Dataset section:
//! Axum middleware stack.

pub mod cors;
pub mod logging;
pub mod rbac;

Exercise:
Would you please reproduce all of the lines above exactly?

Exercise answer:
//! Axum middleware stack.

pub mod cors;
pub mod logging;
pub mod rbac;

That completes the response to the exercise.